In fact, despite the quid pro quo nature of the secret provisions, at least some of the motivations behind the pledges by both governments seem to have been genuinely altruistic. Notwithstanding some earlier mixed messages, it now appears that Canberra’s commitment to take in more refugees from outside the Asia-Pacific region was indeed untied to a specific promise made to the United States and, as the Australian side had maintained, simply offered in goodwill at an Obama-hosted global migration summit. And for the United States’ part, an official that helped negotiate the deal later stated: “The impetus behind the US-Australia deal on our side was to get the people who were refugees off those islands, because my understanding was that conditions were bad.”

To date, even with the politically fraught nature of the question of migrants in the United States, over 500 refugees previously held in Nauru and Papua New Guinea have been resettled without much attention. This suggests that US agencies could continue to offer asylum to potentially hundreds more  without sparking a backlash with either the public or the hardline anti-immigration factions within the administration.

Australia, for its part, seems similarly well positioned to welcome a sizable number of refugees from Central America. In fact, the United States believed Australia would do more on this front: after Canberra granted asylum in late 2017 to 30 people that had fled gang violence in El Salvador, there have been no additional reports of Central Americans being resettled in Australia.

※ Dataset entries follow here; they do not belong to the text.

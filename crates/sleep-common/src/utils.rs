//! Shared utility functions for time handling and report formatting.

use crate::error::{Result, SleepError};
use chrono::{DateTime, Timelike, Utc};
use chrono_tz::Tz;

/// Parses an IANA timezone identifier such as `Asia/Shanghai`.
pub fn parse_timezone(name: &str) -> Result<Tz> {
    name.parse::<Tz>()
        .map_err(|_| SleepError::InvalidTimezone(name.to_string()))
}

/// Formats a date for the statistics report header, e.g. `2024年01月01日`.
pub fn format_report_date(now: DateTime<Utc>, tz: Tz) -> String {
    now.with_timezone(&tz).format("%Y年%m月%d日").to_string()
}

/// Right-aligns a value to `width` characters.
pub fn pad_start(value: impl std::fmt::Display, width: usize) -> String {
    format!("{value:>width$}")
}

/// Renders a ratio as a percentage with two decimals, right-aligned to six characters.
pub fn format_percent(ratio: f64) -> String {
    format!("{:>6.2}", ratio * 100.0)
}

/// Splits a minute count into whole hours and remaining minutes.
pub const fn split_minutes(minutes: u32) -> (u32, u32) {
    (minutes / 60, minutes % 60)
}

/// Minutes since local midnight of `instant` in `tz`.
pub fn local_minutes_of_day(instant: DateTime<Utc>, tz: Tz) -> u32 {
    let local = instant.with_timezone(&tz);
    local.hour() * 60 + local.minute()
}

#[cfg(test)]
mod tests {
    use super::*;
    use chrono::TimeZone;

    #[test]
    fn test_parse_timezone() {
        assert!(parse_timezone("Asia/Shanghai").is_ok());
        assert!(matches!(
            parse_timezone("Mars/Olympus"),
            Err(SleepError::InvalidTimezone(_))
        ));
    }

    #[test]
    fn test_format_report_date() {
        let now = Utc.with_ymd_and_hms(2023, 12, 31, 17, 30, 0).unwrap();
        let tz = parse_timezone("Asia/Shanghai").unwrap();
        assert_eq!(format_report_date(now, tz), "2024年01月01日");
    }

    #[test]
    fn test_padding() {
        assert_eq!(pad_start(1, 6), "     1");
        assert_eq!(pad_start(1_234_567, 6), "1234567");
        assert_eq!(format_percent(0.5), " 50.00");
        assert_eq!(format_percent(1.0), "100.00");
        assert_eq!(format_percent(0.0), "  0.00");
    }

    #[test]
    fn test_split_minutes() {
        assert_eq!(split_minutes(0), (0, 0));
        assert_eq!(split_minutes(485), (8, 5));
    }
}
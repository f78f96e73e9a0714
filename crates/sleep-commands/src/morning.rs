//! Morning check-in command.

use sleep_common::CheckinKind;

use crate::framework::{Command, CommandFuture, Context};

/// `morning`: records that the sender woke up.
pub fn morning() -> Command {
    Command {
        name: CheckinKind::Morning.command_name(),
        description: "早安消息打卡",
        action: run,
    }
}

fn run(ctx: Context<'_>) -> CommandFuture<'_> {
    Box::pin(crate::greeting::respond(ctx, CheckinKind::Morning))
}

In contrast to the United States, where this population has been maligned in certain influential sectors, there exists little fear mongering about Central Americans in Australia and therefore fewer political obstacles to the government accepting more. If anything, the newfound Australian fascination with Latin America and its culture – despite the tiny number of Latin Americans in the country – speaks to the degree to which they might find a welcoming home in Australia.

Moreover, beyond the political calculus of accepting more migrants and refugees, it is important to step back from the facile vision of such people as bundles of needs to be dealt with. Study after study has demonstrated the salutary economic effects that new arrivals have on their adopted countries, which is to say nothing of the social and cultural enrichment they bring.

Australia and the United States would do well to bear this in mind as they move forward, and go beyond the current minimalistic follow-through on their pledges. With the reelected Coalition government likely to maintain the detention and offshore processing policies for the foreseeable future, the United States should make good on taking in the remaining migrants it agreed to resettle, and welcome even more should they meet selection criteria. And with the United States’ uncompromising stance toward the Central American migrant crisis showing no signs of waning, Australia should do far more than resettle just 30 people from the region.

By more fully embracing their humanitarian commitments, Australia and the United States would be living up to promises to a key ally to help resolve thorny policy issues. In the process, they would strengthen the increasingly necessary bonds of collaboration on the ever more pressing challenge of global migration.